Bestseller: Bücher zu Filmen

Vom Erfolg der Kinofilme "Harry Potter" und "Der Herr der Ringe" profitieren derzeit auch die Buchhändler. Die Bücher zu den Filmen lassen die Kassen kräftig klingeln. "Harry Potter Band 1 läuft wahnsinnig gut", sagt Schormann, selbst Buchhändler in Gießen. Auch das Buch zum "Herrn der Ringe" entwickle sich kurz vor dem Filmstart in Deutschland zum Renner. Abgesehen davon sei das Weihnachtsgeschäft eher verhalten gestartet. "Außerdem können die beiden Bücher natürlich nicht den Umsatzausfall des restlichen Jahres ausgleichen", meint Schormann.

Schon seit Mai laufen die Geschäfte nicht so gut.

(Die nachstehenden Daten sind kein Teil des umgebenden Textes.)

use crate::errors::ConfigError;
use chrono::{Duration, FixedOffset};
use std::{env, path::PathBuf};

const DEFAULT_USERS: &str = "Cris,Bea,Fer";
const DEFAULT_TEA_WITH_COFFEE: &str = "Bea";
const DEFAULT_DATA_PATH: &str = "data/events.json";

#[derive(Debug, Clone, PartialEq, Eq)]
pub enum StoreSettings {
    Rest {
        url: String,
        key: String,
        table: String,
        timeout_seconds: u64,
    },
    File {
        path: PathBuf,
    },
}

#[derive(Debug, Clone, PartialEq, Eq)]
pub struct Config {
    pub users: Vec<String>,
    /// Users whose tea also shows up as `<name>(tea)` next to the coffee drinkers.
    pub tea_with_coffee: Vec<String>,
    pub cooldown: Duration,
    pub utc_offset: FixedOffset,
    pub store: StoreSettings,
    pub port: u16,
}

impl Config {
    pub fn from_env() -> Result<Self, ConfigError> {
        Self::from_lookup(|key| env::var(key).ok())
    }

    pub fn from_lookup<F>(lookup: F) -> Result<Self, ConfigError>
    where
        F: Fn(&str) -> Option<String>,
    {
        let get = |key: &str| lookup(key).filter(|value| !value.trim().is_empty());

        let users = split_names(&get("TRACKED_USERS").unwrap_or_else(|| DEFAULT_USERS.to_string()));
        if users.is_empty() {
            return Err(ConfigError::Invalid {
                var: "TRACKED_USERS",
                value: String::new(),
            });
        }
        // An empty value turns the pseudo-users off.
        let tea_with_coffee = split_names(
            &lookup("TEA_WITH_COFFEE").unwrap_or_else(|| DEFAULT_TEA_WITH_COFFEE.to_string()),
        );

        let cooldown_seconds: i64 = parse_or("COOLDOWN_SECONDS", get("COOLDOWN_SECONDS"), 60)?;
        let cooldown = Duration::try_seconds(cooldown_seconds)
            .filter(|cooldown| *cooldown >= Duration::zero())
            .ok_or_else(|| ConfigError::Invalid {
                var: "COOLDOWN_SECONDS",
                value: cooldown_seconds.to_string(),
            })?;

        let offset_minutes: i32 = parse_or("UTC_OFFSET_MINUTES", get("UTC_OFFSET_MINUTES"), 0)?;
        let utc_offset = offset_minutes
            .checked_mul(60)
            .and_then(FixedOffset::east_opt)
            .ok_or_else(|| ConfigError::Invalid {
                var: "UTC_OFFSET_MINUTES",
                value: offset_minutes.to_string(),
            })?;

        let backend = get("STORE_BACKEND").unwrap_or_else(|| "rest".to_string());
        let store = match backend.trim().to_ascii_lowercase().as_str() {
            "rest" => StoreSettings::Rest {
                url: get("STORE_URL")
                    .ok_or(ConfigError::Missing("STORE_URL"))?
                    .trim_end_matches('/')
                    .to_string(),
                key: get("STORE_KEY").ok_or(ConfigError::Missing("STORE_KEY"))?,
                table: get("STORE_TABLE").unwrap_or_else(|| "clicks".to_string()),
                timeout_seconds: parse_or(
                    "STORE_TIMEOUT_SECONDS",
                    get("STORE_TIMEOUT_SECONDS"),
                    10,
                )?,
            },
            "file" => StoreSettings::File {
                path: PathBuf::from(
                    get("APP_DATA_PATH").unwrap_or_else(|| DEFAULT_DATA_PATH.to_string()),
                ),
            },
            _ => {
                return Err(ConfigError::Invalid {
                    var: "STORE_BACKEND",
                    value: backend,
                });
            }
        };

        let port = parse_or("PORT", get("PORT"), 8080)?;

        Ok(Self {
            users,
            tea_with_coffee,
            cooldown,
            utc_offset,
            store,
            port,
        })
    }

    pub fn is_tracked(&self, user: &str) -> bool {
        self.users.iter().any(|name| name == user)
    }
}

fn split_names(raw: &str) -> Vec<String> {
    let mut names: Vec<String> = Vec::new();
    for name in raw.split(',').map(str::trim).filter(|name| !name.is_empty()) {
        if !names.iter().any(|existing| existing == name) {
            names.push(name.to_string());
        }
    }
    names
}

fn parse_or<T: std::str::FromStr>(
    var: &'static str,
    raw: Option<String>,
    default: T,
) -> Result<T, ConfigError> {
    match raw {
        None => Ok(default),
        Some(value) => value.trim().parse().map_err(|_| ConfigError::Invalid { var, value }),
    }
}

Hinzu kommt die sinkende Kauflust nach dem 11. September. Besonders bei Reiseführern hat es "deutliche Einbrüche" gegeben. Hier erwartet Schormann auch 2002 keine Besserung: "Die Angst vorm Reisen vergeht nicht so schnell wie bei BSE." Für das kommende Jahr rechnet der Börsenvereins-Chef dennoch mit 2 bis 2,5 Prozent Wachstum. Das erste Quartal werde wegen der Euro-Umstellung schwierig, doch danach erwartet er - je nach der politischen und wirtschaftlichen Weltlage - einen kleinen Aufschwung.

Doch der Buchmarkt ist gesättigt - die Titelzahl steigt unaufhaltsam. Rund 83.000 Neuerscheinungen drängten im Jahr 2000 auf den Markt, dabei kaufen - laut Statistik - 45 Prozent der Deutschen überhaupt keine Bücher.

Nur die "Großen" überleben

"Nach den Regeln des Marketings überleben in gesättigten Märkten nur wenige Wettbewerber", erklärt das "Börsenblatt des Deutschen Buchhandels". Üblicherweise beherrschen zwischen fünf und neun Firmen den Markt. Wer unter einem Marktanteil von 15 Prozent liegt, wird gekauft, führt ein Nischendasein oder verschwindet. Manche Themengruppen wie Ratgeber, Wissenschaft und Recht sind schon jetzt in Händen weniger Verlage.